Installing rock wool batt insulation (e.g. Roxul) against the foam board.
I may use thicker foam if the studs are larger than 3.5" deep. 

That said, if I was doing new construction and everything was opened up I'd just have a contractor spray it all.


----------



## Nelson (Sep 26, 2015)

semipro said:


> My go-to method for insulating exterior stud bays lately for remodeling has been:
> 
> Using a commercial canned spray foam applicator or caulk to seal the seams/cracks
> Installing a 1" layer of XPS board installed against the sheathing
> ...



I believe the Roxul I'm looking at is 3.5" thick - does it compress easily enough to fit a 1" XPS board behind it? Also, what is the thought process behind the 1" XPS board? Extra R-value, vapor issues?

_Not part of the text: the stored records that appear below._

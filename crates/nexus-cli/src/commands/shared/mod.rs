pub mod outcome;
pub mod parse;
pub mod session;
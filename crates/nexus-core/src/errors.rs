//! Cross-cutting error types for the 42Nexus client.
//!
//! Transport and storage errors live in their own crates (`ApiError`,
//! `AuthError`, `ConfigError`). `nexus-cli` converges them through `anyhow`.

use thiserror::Error;

#[derive(Debug, Error, PartialEq, Eq)]
pub enum CoreError {
    /// A required form field was left empty.
    #[error("{field} is required")]
    MissingField { field: &'static str },

    /// A poll was submitted with fewer than two non-empty options.
    #[error("At least 2 options required")]
    TooFewOptions { provided: usize },

    /// A value could not be parsed into one of the domain enums.
    #[error("invalid {field} '{value}'")]
    InvalidValue { field: &'static str, value: String },
}
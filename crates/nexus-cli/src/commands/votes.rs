use nexus_app::Route;
use nexus_app::pages::{PollCard, VotesPage};
use nexus_core::enums::StaffDecision;
use nexus_core::forms::NewPoll;

use super::shared::outcome::finish;
use super::shared::parse::{parse_enum, parse_optional, resolve_optional_project, resolve_project};
use super::shared::session::require_user;
use crate::cli::GlobalFlags;
use crate::cli::subcommands::VoteCommands;
use crate::context::AppContext;
use crate::output::{Listing, TableRow, output_listing};
use crate::progress::with_spinner;

impl TableRow for PollCard {
    const HEADERS: &'static [&'static str] = &["id", "status", "project", "question", "options", "meta"];

    fn cells(&self) -> Vec<String> {
        let options = self
            .options
            .iter()
            .map(|row| format!("#{} {}: {}", row.id, row.text, row.tally_label()))
            .collect::<Vec<_>>()
            .join("; ");
        vec![
            self.id.to_string(),
            self.staff_banner.clone().unwrap_or_else(|| self.status_label.clone()),
            self.project_name.clone(),
            self.question.clone(),
            options,
            self.meta.clone(),
        ]
    }
}

/// Handle `nexus votes`.
pub async fn handle(
    action: &VoteCommands,
    ctx: &mut AppContext,
    flags: &GlobalFlags,
) -> anyhow::Result<()> {
    require_user(ctx, Route::Votes).await?;
    let mut page = VotesPage::default();

    match action {
        VoteCommands::List { project, status } => {
            page.filter.project_id = resolve_optional_project(ctx, project.as_deref()).await?;
            page.filter.status = parse_optional(status.as_deref())?;
            finish(with_spinner("Loading votes", page.refresh(&mut ctx.session)).await)?;
        }
        VoteCommands::Create {
            project,
            question,
            context,
            options,
        } => {
            let mut form = NewPoll {
                project_id: Some(resolve_project(ctx, project).await?),
                question: question.clone(),
                context: context.clone().unwrap_or_default(),
                ..NewPoll::default()
            };
            if !options.is_empty() {
                form.options.clone_from(options);
            }
            page.form = form;
            finish(page.submit(&mut ctx.session).await)?;
        }
        VoteCommands::Cast { id, option } => {
            finish(page.vote(&mut ctx.session, *id, *option).await)?;
        }
        VoteCommands::Decide { id, decision } => {
            let decision: StaffDecision = parse_enum(decision)?;
            if !finish(page.staff_decide(&mut ctx.session, *id, decision).await)? {
                return Ok(());
            }
        }
    }

    let view = page.view(ctx.session.auth.user());
    let mut preamble = vec![view.title.to_string()];
    if let Some(notice) = &view.staff_notice {
        preamble.push(format!("* {}: {}", notice.title, notice.body));
    }
    output_listing(
        &view,
        &Listing {
            preamble,
            rows: &view.cards,
            empty_text: view.empty_text,
        },
        flags.format,
    )
}
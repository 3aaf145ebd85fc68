use chrono::Utc;
use nexus_app::Session;
use nexus_app::layout;
use nexus_auth::jwt;
use serde::Serialize;

use crate::cli::GlobalFlags;
use crate::context::AppContext;
use crate::output::output;

#[derive(Serialize)]
struct AuthStatusResponse {
    authenticated: bool,
    user: Option<String>,
    display_name: Option<String>,
    email: Option<String>,
    token_source: Option<String>,
    expires_at: Option<String>,
    api: String,
    note: Option<String>,
}

pub async fn handle(ctx: &mut AppContext, flags: &GlobalFlags) -> anyhow::Result<()> {
    let api_url = ctx.session.api.base_url().to_string();
    let token = ctx.session.auth.token();
    let token_source = ctx.session.auth.token_source().map(|source| source.to_string());

    let Some(token) = token else {
        return output(
            &AuthStatusResponse {
                authenticated: false,
                user: None,
                display_name: None,
                email: None,
                token_source: None,
                expires_at: None,
                api: api_url,
                note: Some("no token stored; run `nexus auth login`".into()),
            },
            flags.format,
        );
    };

    let expires_at = jwt::decode_expiry(&token).ok();
    let expired = expires_at.is_some_and(|at| at <= Utc::now());

    let Session { api, auth, .. } = &mut ctx.session;
    let status = match auth.fetch_user(api).await {
        Some(user) => AuthStatusResponse {
            authenticated: true,
            user: layout::header(Some(user)),
            display_name: user.display_name.clone(),
            email: user.email.clone(),
            token_source,
            expires_at: expires_at.map(|at| at.to_rfc3339()),
            api: api_url,
            note: None,
        },
        None => AuthStatusResponse {
            authenticated: false,
            user: None,
            display_name: None,
            email: None,
            token_source,
            expires_at: expires_at.map(|at| at.to_rfc3339()),
            api: api_url,
            note: Some(if expired {
                "token expired and was cleared; run `nexus auth login`".into()
            } else {
                "server rejected the token; it was cleared".into()
            }),
        },
    };

    output(&status, flags.format)
}
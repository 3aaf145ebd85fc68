//! # nexus-client
//!
//! Typed HTTP client for the 42Nexus REST API.
//!
//! One method per endpoint, grouped by feature area:
//! - [`auth`]: current user
//! - [`projects`]: selectable projects
//! - [`resources`]: shared links and their votes
//! - [`votes`]: subject-clarification polls and staff decisions
//! - [`disputes`]: correction disputes and staff decisions
//! - [`test_cases`]: shared test cases, downloads, approval
//!
//! Creation endpoints take their fields as query parameters with an empty
//! body, which is what the backend expects. Every request carries
//! `Authorization: Bearer <token>` when the token store holds one.

pub mod auth;
pub mod disputes;
pub mod projects;
pub mod resources;
pub mod test_cases;
pub mod votes;

mod error;
mod http;

pub use error::ApiError;
pub use test_cases::Download;

use std::sync::Arc;
use std::time::Duration;

use nexus_auth::TokenStore;
use nexus_config::ApiConfig;
use serde::de::DeserializeOwned;
use serde::{Deserialize, Serialize};

use crate::http::{check_response, read_json, with_query};

/// Reply of a mutating endpoint: an optional new id and a status message.
#[derive(Debug, Clone, Default, PartialEq, Eq, Serialize, Deserialize)]
pub struct Ack {
    #[serde(default)]
    pub id: Option<i64>,
    #[serde(default)]
    pub message: Option<String>,
}

/// HTTP client for the 42Nexus API.
#[derive(Clone)]
pub struct ApiClient {
    http: reqwest::Client,
    base_url: String,
    tokens: Arc<dyn TokenStore>,
}

impl ApiClient {
    /// Build a client from the `[api]` config section.
    ///
    /// # Errors
    ///
    /// Returns [`ApiError::Http`] if the underlying `reqwest::Client` cannot
    /// be built (e.g. no TLS backend).
    pub fn new(config: &ApiConfig, tokens: Arc<dyn TokenStore>) -> Result<Self, ApiError> {
        let http = reqwest::Client::builder()
            .user_agent(config.user_agent.clone())
            .timeout(Duration::from_secs(config.timeout_secs))
            .build()?;
        Ok(Self {
            http,
            base_url: config.base_url().to_string(),
            tokens,
        })
    }

    #[must_use]
    pub fn base_url(&self) -> &str {
        &self.base_url
    }

    #[must_use]
    pub fn token_store(&self) -> &Arc<dyn TokenStore> {
        &self.tokens
    }

    pub(crate) fn url(&self, path: &str, query: &[(&str, String)]) -> String {
        with_query(format!("{}{path}", self.base_url), query)
    }

    fn authorize(&self, request: reqwest::RequestBuilder) -> reqwest::RequestBuilder {
        match self.tokens.load() {
            Some(token) => request.bearer_auth(token),
            None => request,
        }
    }

    pub(crate) async fn send_get(&self, url: &str) -> Result<reqwest::Response, ApiError> {
        tracing::debug!(%url, "GET");
        let resp = self.authorize(self.http.get(url)).send().await?;
        check_response(resp).await
    }

    pub(crate) async fn get_json<T: DeserializeOwned>(
        &self,
        path: &str,
        query: &[(&str, String)],
    ) -> Result<T, ApiError> {
        let resp = self.send_get(&self.url(path, query)).await?;
        read_json(resp).await
    }

    pub(crate) async fn post_query(
        &self,
        path: &str,
        query: &[(&str, String)],
    ) -> Result<Ack, ApiError> {
        let url = self.url(path, query);
        tracing::debug!(%url, "POST");
        let resp = self.authorize(self.http.post(&url)).send().await?;
        ack(check_response(resp).await?).await
    }

    pub(crate) async fn delete(&self, path: &str) -> Result<Ack, ApiError> {
        let url = self.url(path, &[]);
        tracing::debug!(%url, "DELETE");
        let resp = self.authorize(self.http.delete(&url)).send().await?;
        ack(check_response(resp).await?).await
    }
}

/// Mutation replies are informational; an empty or non-object body is fine.
async fn ack(resp: reqwest::Response) -> Result<Ack, ApiError> {
    let bytes = resp.bytes().await?;
    Ok(serde_json::from_slice(&bytes).unwrap_or_default())
}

Thanks for all the replies so far!


----------



## johneh (Sep 26, 2015)

If you compress bat insulation you are defeating its purpose
you loss insulating value if it is compressed


----------



## semipro (Sep 26, 2015)

The Roxul I've purchased at Lowes was 3" thick so not an issue for me.
The foam was added to help with air sealing while adding some thermal insulation.
Most of our exterior walls are built with 2x6s and I've only round Roxul in 3 and 3.5 in. thickness so I tend to add the foam board to fill the space.
Fiberglass is relatively easy to compress and resulting R values are affected as johneh mentions: http://www2.owenscorning.com/literature/pdfs/10017857 Building Insul Compressed R-Value Chart Tech Bulletin.pdf
I would not try to compress Roxul much.  It is much more "solid" than fiberglass.  This makes it great to work with though.  It fills cavities more tightly and is great to cut.  I compare it to cutting bread.  In fact, a serrated bread knife works on it very well.


----------



## Nelson (Sep 26, 2015)

Ah, ok. I think the stuff I'm looking at around here is 3.5" so I I would have to skip the XPS, though I believe the XPS would act as thermal retarder which may be good or bad.


----------



## jeanw (Sep 30, 2015)

Yeah we bought quite a bit of that Roxul.. nice to work with. they had it in stock at Lowes .expensive but nice. putting it in basement ceiling cavities.. to insulate and it  cut down on sounds... just got to finish it. LOL


----------



## Nelson (Oct 1, 2015)

semipro said:


> There was an interesting evaluation done by the Journal of LIght Construction on air sealing materials including caulks, tapes, etc.  One finding that surprised me was that Liquid Nails did a really good job of sealing between different boards and a wiring penetrations.  I can attest to how well liquid nails works after tearing out our basement walls for remodeling.  The stuff is tough!
> That said, there are many good caulks for air sealing out there. I think that main thing to keep in mind is that they do not work well in larger gaps unless you use foam backer.
> The JLC article is here (I hope): *http://tinyurl.com/ova3mwf*



this was a cool article. I'm glad to see that DynaFlex 320 was a good performer. I've been using that stuff for years and love it. Flexible, easy to work with and easy to clean up.


----------



## Nelson (Oct 1, 2015)

Ok, so after days of racking my brain and reading as much as I could, I am being paralyzed by too much analysis. I'm pulling the trigger on this approach. Quick context - we are in climate zone 6. The wall I'm working on is an exterior wall, fully exposed to the outside but is part of a walk-out basement (this is the wall on the walk out side). Objective is to achieve better thermal efficiency in the wall.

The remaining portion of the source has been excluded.